Your assignment:
Each record must appear in the answer exactly as it does in the data.

Material provided:

================================

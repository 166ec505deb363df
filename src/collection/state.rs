use serde::{Deserialize, Serialize};
use serde_json::Value;

use crate::action::{ErrorValue, ItemId, Props};
use crate::reducer::ReducerState;

/// State of one ordered collection.
///
/// A `false` flag means "not set" and is left out of the serialized form.
#[derive(Debug, Clone, Default, PartialEq, Serialize, Deserialize)]
#[serde(rename_all = "camelCase")]
pub struct CollectionState {
    pub items: Vec<ItemId>,
    #[serde(default, skip_serializing_if = "is_unset")]
    pub is_appending: bool,
    #[serde(default, skip_serializing_if = "is_unset")]
    pub is_prepending: bool,
    #[serde(default, skip_serializing_if = "is_unset")]
    pub is_complete: bool,
    #[serde(default, skip_serializing_if = "Option::is_none")]
    pub error: Option<ErrorValue>,
}

fn is_unset(flag: &bool) -> bool {
    !*flag
}

impl CollectionState {
    /// Fresh state holding only `items`; every flag and the error cleared.
    pub fn with_items(items: Vec<ItemId>) -> Self {
        Self {
            items,
            ..Self::default()
        }
    }
}

/// Same shape as the serialized form: `items` always present, flags and
/// `error` only when set.
impl From<CollectionState> for Value {
    fn from(state: CollectionState) -> Self {
        let mut fields = Props::new();
        fields.insert(
            "items".to_string(),
            Value::Array(state.items.into_iter().map(Value::from).collect()),
        );
        for (key, flag) in [
            ("isAppending", state.is_appending),
            ("isPrepending", state.is_prepending),
            ("isComplete", state.is_complete),
        ] {
            if flag {
                fields.insert(key.to_string(), Value::Bool(true));
            }
        }
        if let Some(error) = state.error {
            fields.insert("error".to_string(), error);
        }
        Value::Object(fields)
    }
}

impl ReducerState for CollectionState {}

================================

Task result:
repository 166ec505deb363df
filename src/collection/state.rs
use serde::{Deserialize, Serialize};
use serde_json::Value;

use crate::action::{ErrorValue, ItemId, Props};
use crate::reducer::ReducerState;

/// State of one ordered collection.
///
/// A `false` flag means "not set" and is left out of the serialized form.
#[derive(Debug, Clone, Default, PartialEq, Serialize, Deserialize)]
#[serde(rename_all = "camelCase")]
pub struct CollectionState {
    pub items: Vec<ItemId>,
    #[serde(default, skip_serializing_if = "is_unset")]
    pub is_appending: bool,
    #[serde(default, skip_serializing_if = "is_unset")]
    pub is_prepending: bool,
    #[serde(default, skip_serializing_if = "is_unset")]
    pub is_complete: bool,
    #[serde(default, skip_serializing_if = "Option::is_none")]
    pub error: Option<ErrorValue>,
}

fn is_unset(flag: &bool) -> bool {
    !*flag
}

impl CollectionState {
    /// Fresh state holding only `items`; every flag and the error cleared.
    pub fn with_items(items: Vec<ItemId>) -> Self {
        Self {
            items,
            ..Self::default()
        }
    }
}

/// Same shape as the serialized form: `items` always present, flags and
/// `error` only when set.
impl From<CollectionState> for Value {
    fn from(state: CollectionState) -> Self {
        let mut fields = Props::new();
        fields.insert(
            "items".to_string(),
            Value::Array(state.items.into_iter().map(Value::from).collect()),
        );
        for (key, flag) in [
            ("isAppending", state.is_appending),
            ("isPrepending", state.is_prepending),
            ("isComplete", state.is_complete),
        ] {
            if flag {
                fields.insert(key.to_string(), Value::Bool(true));
            }
        }
        if let Some(error) = state.error {
            fields.insert("error".to_string(), error);
        }
        Value::Object(fields)
    }
}

impl ReducerState for CollectionState {}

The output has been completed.